• WHAT THIS TASK INVOLVES
Return every line from the records below with the string "ChatRequest".

Segment Start: SUPPLIED DATA

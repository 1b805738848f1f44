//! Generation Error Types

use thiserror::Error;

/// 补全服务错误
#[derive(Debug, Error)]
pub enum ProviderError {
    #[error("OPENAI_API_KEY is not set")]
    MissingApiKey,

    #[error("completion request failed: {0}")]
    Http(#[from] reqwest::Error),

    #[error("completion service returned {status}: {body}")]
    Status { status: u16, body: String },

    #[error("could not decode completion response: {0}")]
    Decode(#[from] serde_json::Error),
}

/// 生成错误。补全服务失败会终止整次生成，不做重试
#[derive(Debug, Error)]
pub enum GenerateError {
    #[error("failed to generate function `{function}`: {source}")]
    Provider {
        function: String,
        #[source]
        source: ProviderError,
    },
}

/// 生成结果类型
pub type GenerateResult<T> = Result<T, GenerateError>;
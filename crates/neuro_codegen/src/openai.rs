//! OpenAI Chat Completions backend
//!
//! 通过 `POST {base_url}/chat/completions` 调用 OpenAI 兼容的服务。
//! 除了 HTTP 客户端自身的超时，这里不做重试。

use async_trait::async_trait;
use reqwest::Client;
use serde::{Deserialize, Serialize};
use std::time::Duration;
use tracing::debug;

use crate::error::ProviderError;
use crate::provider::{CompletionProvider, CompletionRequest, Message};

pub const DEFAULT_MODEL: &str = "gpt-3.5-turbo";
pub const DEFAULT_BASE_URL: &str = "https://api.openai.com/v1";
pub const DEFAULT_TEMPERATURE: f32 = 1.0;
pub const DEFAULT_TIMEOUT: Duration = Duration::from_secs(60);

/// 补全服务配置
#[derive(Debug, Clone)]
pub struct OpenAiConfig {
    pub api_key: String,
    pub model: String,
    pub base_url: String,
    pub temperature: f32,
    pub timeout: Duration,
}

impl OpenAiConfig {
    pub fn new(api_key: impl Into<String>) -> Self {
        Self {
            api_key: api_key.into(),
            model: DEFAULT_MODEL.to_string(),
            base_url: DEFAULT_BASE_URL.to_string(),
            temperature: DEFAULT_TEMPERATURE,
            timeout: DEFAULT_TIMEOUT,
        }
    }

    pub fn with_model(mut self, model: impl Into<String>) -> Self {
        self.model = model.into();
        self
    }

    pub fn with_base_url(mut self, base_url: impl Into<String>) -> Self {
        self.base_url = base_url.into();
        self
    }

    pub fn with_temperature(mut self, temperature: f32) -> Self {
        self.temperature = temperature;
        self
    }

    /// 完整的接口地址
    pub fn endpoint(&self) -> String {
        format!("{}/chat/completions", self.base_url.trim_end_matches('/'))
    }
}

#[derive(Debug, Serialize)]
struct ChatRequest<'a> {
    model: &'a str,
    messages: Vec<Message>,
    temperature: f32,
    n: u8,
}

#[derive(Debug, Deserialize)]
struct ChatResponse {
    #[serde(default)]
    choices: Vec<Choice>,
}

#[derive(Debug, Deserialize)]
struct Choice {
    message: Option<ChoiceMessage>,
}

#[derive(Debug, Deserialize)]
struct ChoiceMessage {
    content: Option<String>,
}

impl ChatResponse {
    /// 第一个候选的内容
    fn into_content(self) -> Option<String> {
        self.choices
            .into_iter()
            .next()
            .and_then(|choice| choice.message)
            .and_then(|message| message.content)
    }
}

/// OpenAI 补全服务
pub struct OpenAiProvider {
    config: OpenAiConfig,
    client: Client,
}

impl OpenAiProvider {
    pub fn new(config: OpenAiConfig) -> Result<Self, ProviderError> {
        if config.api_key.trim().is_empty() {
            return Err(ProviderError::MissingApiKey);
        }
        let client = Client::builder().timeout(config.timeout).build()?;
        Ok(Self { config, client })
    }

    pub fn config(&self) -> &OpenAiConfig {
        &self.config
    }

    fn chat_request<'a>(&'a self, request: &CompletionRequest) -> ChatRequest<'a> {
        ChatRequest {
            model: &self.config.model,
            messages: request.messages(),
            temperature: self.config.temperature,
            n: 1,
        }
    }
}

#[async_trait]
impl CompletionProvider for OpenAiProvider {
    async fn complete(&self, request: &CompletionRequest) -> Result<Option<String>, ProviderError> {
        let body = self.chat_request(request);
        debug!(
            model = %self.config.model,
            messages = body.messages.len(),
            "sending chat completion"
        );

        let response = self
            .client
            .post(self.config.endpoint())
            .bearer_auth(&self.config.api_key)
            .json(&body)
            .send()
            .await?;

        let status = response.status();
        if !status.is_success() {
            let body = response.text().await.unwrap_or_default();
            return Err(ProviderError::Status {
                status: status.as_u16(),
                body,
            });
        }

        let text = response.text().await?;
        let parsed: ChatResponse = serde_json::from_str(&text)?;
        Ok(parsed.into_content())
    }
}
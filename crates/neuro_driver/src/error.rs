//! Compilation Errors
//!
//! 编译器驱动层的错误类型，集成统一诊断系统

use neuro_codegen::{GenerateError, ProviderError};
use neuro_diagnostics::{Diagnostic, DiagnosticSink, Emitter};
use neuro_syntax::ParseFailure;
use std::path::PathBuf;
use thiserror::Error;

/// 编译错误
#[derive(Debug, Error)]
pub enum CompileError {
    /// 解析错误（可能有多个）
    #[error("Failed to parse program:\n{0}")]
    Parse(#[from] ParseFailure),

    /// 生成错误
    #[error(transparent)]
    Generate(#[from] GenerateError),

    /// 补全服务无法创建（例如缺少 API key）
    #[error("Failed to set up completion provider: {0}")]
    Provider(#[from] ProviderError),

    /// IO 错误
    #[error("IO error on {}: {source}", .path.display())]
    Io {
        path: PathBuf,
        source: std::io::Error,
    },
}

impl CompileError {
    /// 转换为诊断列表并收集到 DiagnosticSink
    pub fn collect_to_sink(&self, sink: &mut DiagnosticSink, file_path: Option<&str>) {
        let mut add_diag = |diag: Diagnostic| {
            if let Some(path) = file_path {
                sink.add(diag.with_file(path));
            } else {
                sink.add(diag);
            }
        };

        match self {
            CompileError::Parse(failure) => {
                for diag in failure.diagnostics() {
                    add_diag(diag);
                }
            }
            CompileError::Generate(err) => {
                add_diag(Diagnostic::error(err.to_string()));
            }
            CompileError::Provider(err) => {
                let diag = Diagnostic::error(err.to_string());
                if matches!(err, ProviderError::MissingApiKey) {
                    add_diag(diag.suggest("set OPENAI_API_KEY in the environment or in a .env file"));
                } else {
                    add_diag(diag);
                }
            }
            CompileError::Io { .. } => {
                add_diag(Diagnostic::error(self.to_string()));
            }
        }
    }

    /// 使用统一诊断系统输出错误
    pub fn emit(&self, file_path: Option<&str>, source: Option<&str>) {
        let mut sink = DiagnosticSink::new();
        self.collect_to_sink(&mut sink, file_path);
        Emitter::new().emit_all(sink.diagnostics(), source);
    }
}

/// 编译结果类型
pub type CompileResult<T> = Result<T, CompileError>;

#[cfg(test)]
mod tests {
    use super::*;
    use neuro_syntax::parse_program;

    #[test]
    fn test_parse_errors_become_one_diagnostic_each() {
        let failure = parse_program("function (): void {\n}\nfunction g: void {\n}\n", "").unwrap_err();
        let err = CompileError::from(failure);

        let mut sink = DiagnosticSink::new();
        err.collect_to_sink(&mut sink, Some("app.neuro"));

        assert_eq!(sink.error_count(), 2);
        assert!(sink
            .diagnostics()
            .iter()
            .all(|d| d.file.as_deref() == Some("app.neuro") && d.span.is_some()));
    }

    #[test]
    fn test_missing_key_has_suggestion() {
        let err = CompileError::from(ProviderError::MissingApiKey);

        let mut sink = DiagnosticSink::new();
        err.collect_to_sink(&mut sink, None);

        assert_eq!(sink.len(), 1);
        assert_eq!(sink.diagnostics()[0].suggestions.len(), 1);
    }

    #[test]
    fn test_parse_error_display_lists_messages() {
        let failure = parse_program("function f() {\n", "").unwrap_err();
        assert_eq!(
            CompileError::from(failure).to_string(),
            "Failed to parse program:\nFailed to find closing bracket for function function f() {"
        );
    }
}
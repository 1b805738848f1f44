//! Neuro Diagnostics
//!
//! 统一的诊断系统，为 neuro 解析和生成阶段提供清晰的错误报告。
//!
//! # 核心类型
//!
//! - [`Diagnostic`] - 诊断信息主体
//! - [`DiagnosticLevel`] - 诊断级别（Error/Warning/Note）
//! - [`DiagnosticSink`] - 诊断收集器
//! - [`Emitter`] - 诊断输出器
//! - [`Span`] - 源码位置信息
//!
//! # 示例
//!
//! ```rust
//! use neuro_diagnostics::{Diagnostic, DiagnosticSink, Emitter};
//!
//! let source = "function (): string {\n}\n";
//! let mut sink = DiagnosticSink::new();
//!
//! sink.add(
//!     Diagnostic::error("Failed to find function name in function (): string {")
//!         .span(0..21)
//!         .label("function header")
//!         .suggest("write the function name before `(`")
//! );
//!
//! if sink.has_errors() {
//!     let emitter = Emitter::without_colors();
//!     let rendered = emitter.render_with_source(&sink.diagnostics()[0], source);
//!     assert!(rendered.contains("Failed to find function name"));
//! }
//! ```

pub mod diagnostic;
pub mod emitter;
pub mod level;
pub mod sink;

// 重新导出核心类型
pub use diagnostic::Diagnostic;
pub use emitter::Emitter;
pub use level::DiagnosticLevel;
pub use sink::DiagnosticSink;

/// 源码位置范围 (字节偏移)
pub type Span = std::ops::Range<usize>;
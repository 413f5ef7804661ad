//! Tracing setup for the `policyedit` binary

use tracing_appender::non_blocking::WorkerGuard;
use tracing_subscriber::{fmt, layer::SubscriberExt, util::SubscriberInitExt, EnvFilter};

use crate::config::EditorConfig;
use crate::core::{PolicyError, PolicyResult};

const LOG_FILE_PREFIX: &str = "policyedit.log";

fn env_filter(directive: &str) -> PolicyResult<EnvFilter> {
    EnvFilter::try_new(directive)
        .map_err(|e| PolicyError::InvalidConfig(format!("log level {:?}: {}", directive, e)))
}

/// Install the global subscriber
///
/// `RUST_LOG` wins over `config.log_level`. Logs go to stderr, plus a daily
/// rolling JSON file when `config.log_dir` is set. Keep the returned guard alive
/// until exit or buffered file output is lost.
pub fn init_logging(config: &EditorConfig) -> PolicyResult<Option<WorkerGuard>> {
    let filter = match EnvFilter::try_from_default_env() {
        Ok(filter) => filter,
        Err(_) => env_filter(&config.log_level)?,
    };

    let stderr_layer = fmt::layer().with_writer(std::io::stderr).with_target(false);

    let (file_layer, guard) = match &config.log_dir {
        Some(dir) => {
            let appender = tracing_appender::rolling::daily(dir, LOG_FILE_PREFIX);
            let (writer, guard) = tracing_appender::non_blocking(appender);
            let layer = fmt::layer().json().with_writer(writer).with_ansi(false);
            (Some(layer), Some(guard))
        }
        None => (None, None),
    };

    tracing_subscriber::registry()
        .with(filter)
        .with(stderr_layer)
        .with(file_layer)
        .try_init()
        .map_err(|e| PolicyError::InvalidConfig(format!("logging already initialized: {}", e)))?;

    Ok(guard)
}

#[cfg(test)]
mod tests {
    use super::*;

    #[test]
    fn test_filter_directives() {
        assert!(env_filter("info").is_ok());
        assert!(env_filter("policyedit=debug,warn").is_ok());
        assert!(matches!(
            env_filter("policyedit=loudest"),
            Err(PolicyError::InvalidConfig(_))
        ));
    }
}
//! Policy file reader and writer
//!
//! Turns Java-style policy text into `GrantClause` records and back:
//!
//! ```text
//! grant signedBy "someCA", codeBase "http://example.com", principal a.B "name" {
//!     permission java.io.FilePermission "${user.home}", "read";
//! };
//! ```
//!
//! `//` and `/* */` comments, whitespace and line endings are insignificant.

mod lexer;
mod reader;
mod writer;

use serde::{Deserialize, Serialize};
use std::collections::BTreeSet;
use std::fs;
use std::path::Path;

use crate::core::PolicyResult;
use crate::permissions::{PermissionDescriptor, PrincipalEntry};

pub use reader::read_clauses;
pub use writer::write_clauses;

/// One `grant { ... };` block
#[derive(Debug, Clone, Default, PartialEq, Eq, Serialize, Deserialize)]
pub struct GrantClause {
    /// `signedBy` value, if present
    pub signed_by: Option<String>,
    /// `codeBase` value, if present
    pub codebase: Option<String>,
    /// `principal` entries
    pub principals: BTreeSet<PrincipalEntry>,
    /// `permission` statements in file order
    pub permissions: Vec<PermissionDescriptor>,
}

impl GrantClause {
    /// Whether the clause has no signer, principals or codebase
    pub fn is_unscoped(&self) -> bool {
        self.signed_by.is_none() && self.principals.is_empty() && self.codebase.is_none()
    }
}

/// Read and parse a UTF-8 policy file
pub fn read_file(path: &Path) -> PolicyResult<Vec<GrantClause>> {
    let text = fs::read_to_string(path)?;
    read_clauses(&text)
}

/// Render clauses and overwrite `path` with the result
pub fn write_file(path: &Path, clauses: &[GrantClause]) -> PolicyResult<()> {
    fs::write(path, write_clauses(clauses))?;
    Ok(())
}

Segment End: SUPPLIED DATA

• TASK ANSWER
struct ChatRequest<'a> {
    fn chat_request<'a>(&'a self, request: &CompletionRequest) -> ChatRequest<'a> {
        ChatRequest {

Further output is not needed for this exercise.